*** Data to examine Section Begins ***

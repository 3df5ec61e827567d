use criterion::{black_box, criterion_group, criterion_main, BatchSize, Criterion};
use expense_core::{
    core::services::{StatisticsQuery, StatisticsService},
    ledger::{CalendarDate, Category, Expense, Frequency, Ledger, Money},
};

fn build_sample_expenses(count: usize) -> Vec<Expense> {
    let start = CalendarDate::new(1, 1, 2019).expect("valid start date");
    let mut date = start;
    (0..count)
        .map(|idx| {
            if idx % 7 == 0 {
                date = date.step(&Frequency::daily()).expect("date in range");
            }
            Expense::new(
                format!("item {idx}"),
                Money::from_cents(100 + (idx % 5_000) as i64),
                date,
                Category::ALL[idx % Category::ALL.len()],
            )
        })
        .collect()
}

fn bench_statistics(c: &mut Criterion) {
    let expenses = build_sample_expenses(10_000);
    let start = CalendarDate::new(1, 1, 2019).expect("valid start date");
    let end = CalendarDate::new(31, 12, 2022).expect("valid end date");

    c.bench_function("summary_10k", |b| {
        b.iter(|| StatisticsService::summary(black_box(&expenses), start, end).expect("summary"))
    });

    let weekly = StatisticsQuery::Trend {
        start,
        end,
        frequency: Frequency::weekly(),
    };
    c.bench_function("weekly_trend_10k", |b| {
        b.iter(|| StatisticsService::run(black_box(&expenses), &weekly).expect("trend"))
    });
}

fn bench_history(c: &mut Criterion) {
    let expenses = build_sample_expenses(1_000);
    c.bench_function("commit_1k_expenses", |b| {
        b.iter_batched(
            || expenses.clone(),
            |batch| {
                let mut ledger = Ledger::new();
                for expense in batch {
                    ledger.add_expense(expense).expect("unique expense");
                }
                ledger
            },
            BatchSize::LargeInput,
        )
    });
}

criterion_group!(benches, bench_statistics, bench_history);
criterion_main!(benches);
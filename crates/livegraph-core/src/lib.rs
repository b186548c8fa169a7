//! Live Graph Core: error taxonomy and configuration.

pub mod config;
pub mod error;

pub use config::{LiveGraphConfig, RetentionPolicy};
pub use error::{Error, Result};
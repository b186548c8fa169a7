//! Graph ingestion and recent-graph routes.

use std::sync::Arc;

use axum::body::Bytes;
use axum::extract::{Query, State};
use axum::routing::{get, post};
use axum::{Json, Router};
use chrono::{DateTime, Utc};
use livegraph_core::Error;
use livegraph_ingest::Ingester;
use livegraph_store::GraphRecord;
use serde::{Deserialize, Serialize};
use tracing::warn;

use crate::error::ApiError;
use crate::state::AppState;

/// Graphs returned by `/graphs` when no limit is given.
const DEFAULT_GRAPH_LIMIT: usize = 10;

pub fn routes() -> Router<Arc<AppState>> {
    Router::new()
        .route("/graph-data", post(receive_graph_data))
        .route("/graphs", get(get_graphs))
}

#[derive(Debug, Serialize)]
struct IngestAck {
    success: bool,
    message: &'static str,
    timestamp: DateTime<Utc>,
    graph_id: u64,
}

#[derive(Debug, Deserialize)]
struct GraphsQuery {
    limit: Option<String>,
}

/// POST /api/graph-data: accept one push from the browser extension.
async fn receive_graph_data(
    State(state): State<Arc<AppState>>,
    body: Bytes,
) -> Result<Json<IngestAck>, ApiError> {
    let record = Ingester::new(&state.store, &state.stats).ingest_bytes(&body)?;

    if let Some(activity) = &state.activity {
        if let Err(e) = activity.record(&record) {
            warn!(
                "Cannot append graph {} to activity log {}: {}",
                record.graph_id,
                activity.path().display(),
                e
            );
        }
    }

    Ok(Json(IngestAck {
        success: true,
        message: "Graph data received successfully",
        timestamp: record.timestamp,
        graph_id: record.graph_id,
    }))
}

/// GET /api/graphs?limit=N: the N most recent graphs, oldest first.
async fn get_graphs(
    State(state): State<Arc<AppState>>,
    Query(query): Query<GraphsQuery>,
) -> Result<Json<serde_json::Value>, ApiError> {
    let limit = parse_limit(query.limit.as_deref())?;
    let records = state.store.recent(limit);
    let graphs: Vec<&GraphRecord> = records.iter().map(|r| r.as_ref()).collect();

    Ok(Json(serde_json::json!({
        "graphs": graphs,
        "total": state.store.len(),
    })))
}

fn parse_limit(raw: Option<&str>) -> livegraph_core::Result<usize> {
    match raw.map(str::trim) {
        None | Some("") => Ok(DEFAULT_GRAPH_LIMIT),
        Some(s) => s.parse().map_err(|_| {
            Error::MalformedQuery(format!("limit must be a non-negative integer, got {:?}", s))
        }),
    }
}
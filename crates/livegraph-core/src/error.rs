//! Error types for the live graph server.

use thiserror::Error;

#[derive(Error, Debug)]
pub enum Error {
    /// Client sent a missing, empty, or non-mapping submission body.
    #[error("Malformed submission: {0}")]
    MalformedSubmission(String),

    /// Client sent a query parameter that cannot be interpreted.
    #[error("Malformed query: {0}")]
    MalformedQuery(String),

    /// Parsing or storage failed after the submission was accepted.
    #[error("Ingestion failure: {0}")]
    IngestionFailure(String),

    /// The store refused a record before counting it.
    #[error("Invalid record: {0}")]
    InvalidRecord(String),

    #[error("IO error: {0}")]
    Io(#[from] std::io::Error),

    #[error("JSON error: {0}")]
    Json(#[from] serde_json::Error),

    #[error("Configuration error: {0}")]
    Config(String),
}

impl Error {
    /// Whether the caller, rather than the server, caused this error.
    pub fn is_client_error(&self) -> bool {
        matches!(self, Self::MalformedSubmission(_) | Self::MalformedQuery(_))
    }
}

pub type Result<T> = std::result::Result<T, Error>;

*** Data to examine Section Ends ***

▶ **Exercise goal**
This exercise requires all the entries to be written out again exactly.

▶ **The answer**
repository 3df5ec61e827567d
use criterion::{black_box, criterion_group, criterion_main, BatchSize, Criterion};
use expense_core::{
    core::services::{StatisticsQuery, StatisticsService},
    ledger::{CalendarDate, Category, Expense, Frequency, Ledger, Money},
};

fn build_sample_expenses(count: usize) -> Vec<Expense> {
    let start = CalendarDate::new(1, 1, 2019).expect("valid start date");
    let mut date = start;
    (0..count)
        .map(|idx| {
            if idx % 7 == 0 {
                date = date.step(&Frequency::daily()).expect("date in range");
            }
            Expense::new(
                format!("item {idx}"),
                Money::from_cents(100 + (idx % 5_000) as i64),
                date,
                Category::ALL[idx % Category::ALL.len()],
            )
        })
        .collect()
}

fn bench_statistics(c: &mut Criterion) {
    let expenses = build_sample_expenses(10_000);
    let start = CalendarDate::new(1, 1, 2019).expect("valid start date");
    let end = CalendarDate::new(31, 12, 2022).expect("valid end date");

    c.bench_function("summary_10k", |b| {
        b.iter(|| StatisticsService::summary(black_box(&expenses), start, end).expect("summary"))
    });

    let weekly = StatisticsQuery::Trend {
        start,
        end,
        frequency: Frequency::weekly(),
    };
    c.bench_function("weekly_trend_10k", |b| {
        b.iter(|| StatisticsService::run(black_box(&expenses), &weekly).expect("trend"))
    });
}

fn bench_history(c: &mut Criterion) {
    let expenses = build_sample_expenses(1_000);
    c.bench_function("commit_1k_expenses", |b| {
        b.iter_batched(
            || expenses.clone(),
            |batch| {
                let mut ledger = Ledger::new();
                for expense in batch {
                    ledger.add_expense(expense).expect("unique expense");
                }
                ledger
            },
            BatchSize::LargeInput,
        )
    });
}

criterion_group!(benches, bench_statistics, bench_history);
criterion_main!(benches);
filename crates/livegraph-core/src/lib.rs
repository b186548c8fa169a7
//! Live Graph Core: error taxonomy and configuration.

pub mod config;
pub mod error;

pub use config::{LiveGraphConfig, RetentionPolicy};
pub use error::{Error, Result};
repository b186548c8fa169a7
//! Graph ingestion and recent-graph routes.

use std::sync::Arc;

use axum::body::Bytes;
use axum::extract::{Query, State};
use axum::routing::{get, post};
use axum::{Json, Router};
use chrono::{DateTime, Utc};
use livegraph_core::Error;
use livegraph_ingest::Ingester;
use livegraph_store::GraphRecord;
use serde::{Deserialize, Serialize};
use tracing::warn;

use crate::error::ApiError;
use crate::state::AppState;

/// Graphs returned by `/graphs` when no limit is given.
const DEFAULT_GRAPH_LIMIT: usize = 10;

pub fn routes() -> Router<Arc<AppState>> {
    Router::new()
        .route("/graph-data", post(receive_graph_data))
        .route("/graphs", get(get_graphs))
}

#[derive(Debug, Serialize)]
struct IngestAck {
    success: bool,
    message: &'static str,
    timestamp: DateTime<Utc>,
    graph_id: u64,
}

#[derive(Debug, Deserialize)]
struct GraphsQuery {
    limit: Option<String>,
}

/// POST /api/graph-data: accept one push from the browser extension.
async fn receive_graph_data(
    State(state): State<Arc<AppState>>,
    body: Bytes,
) -> Result<Json<IngestAck>, ApiError> {
    let record = Ingester::new(&state.store, &state.stats).ingest_bytes(&body)?;

    if let Some(activity) = &state.activity {
        if let Err(e) = activity.record(&record) {
            warn!(
                "Cannot append graph {} to activity log {}: {}",
                record.graph_id,
                activity.path().display(),
                e
            );
        }
    }

    Ok(Json(IngestAck {
        success: true,
        message: "Graph data received successfully",
        timestamp: record.timestamp,
        graph_id: record.graph_id,
    }))
}

/// GET /api/graphs?limit=N: the N most recent graphs, oldest first.
async fn get_graphs(
    State(state): State<Arc<AppState>>,
    Query(query): Query<GraphsQuery>,
) -> Result<Json<serde_json::Value>, ApiError> {
    let limit = parse_limit(query.limit.as_deref())?;
    let records = state.store.recent(limit);
    let graphs: Vec<&GraphRecord> = records.iter().map(|r| r.as_ref()).collect();

    Ok(Json(serde_json::json!({
        "graphs": graphs,
        "total": state.store.len(),
    })))
}

fn parse_limit(raw: Option<&str>) -> livegraph_core::Result<usize> {
    match raw.map(str::trim) {
        None | Some("") => Ok(DEFAULT_GRAPH_LIMIT),
        Some(s) => s.parse().map_err(|_| {
            Error::MalformedQuery(format!("limit must be a non-negative integer, got {:?}", s))
        }),
    }
}
filename crates/livegraph-core/src/error.rs
//! Error types for the live graph server.

use thiserror::Error;

#[derive(Error, Debug)]
pub enum Error {
    /// Client sent a missing, empty, or non-mapping submission body.
    #[error("Malformed submission: {0}")]
    MalformedSubmission(String),

    /// Client sent a query parameter that cannot be interpreted.
    #[error("Malformed query: {0}")]
    MalformedQuery(String),

    /// Parsing or storage failed after the submission was accepted.
    #[error("Ingestion failure: {0}")]
    IngestionFailure(String),

    /// The store refused a record before counting it.
    #[error("Invalid record: {0}")]
    InvalidRecord(String),

    #[error("IO error: {0}")]
    Io(#[from] std::io::Error),

    #[error("JSON error: {0}")]
    Json(#[from] serde_json::Error),

    #[error("Configuration error: {0}")]
    Config(String),
}

impl Error {
    /// Whether the caller, rather than the server, caused this error.
    pub fn is_client_error(&self) -> bool {
        matches!(self, Self::MalformedSubmission(_) | Self::MalformedQuery(_))
    }
}

pub type Result<T> = std::result::Result<T, Error>;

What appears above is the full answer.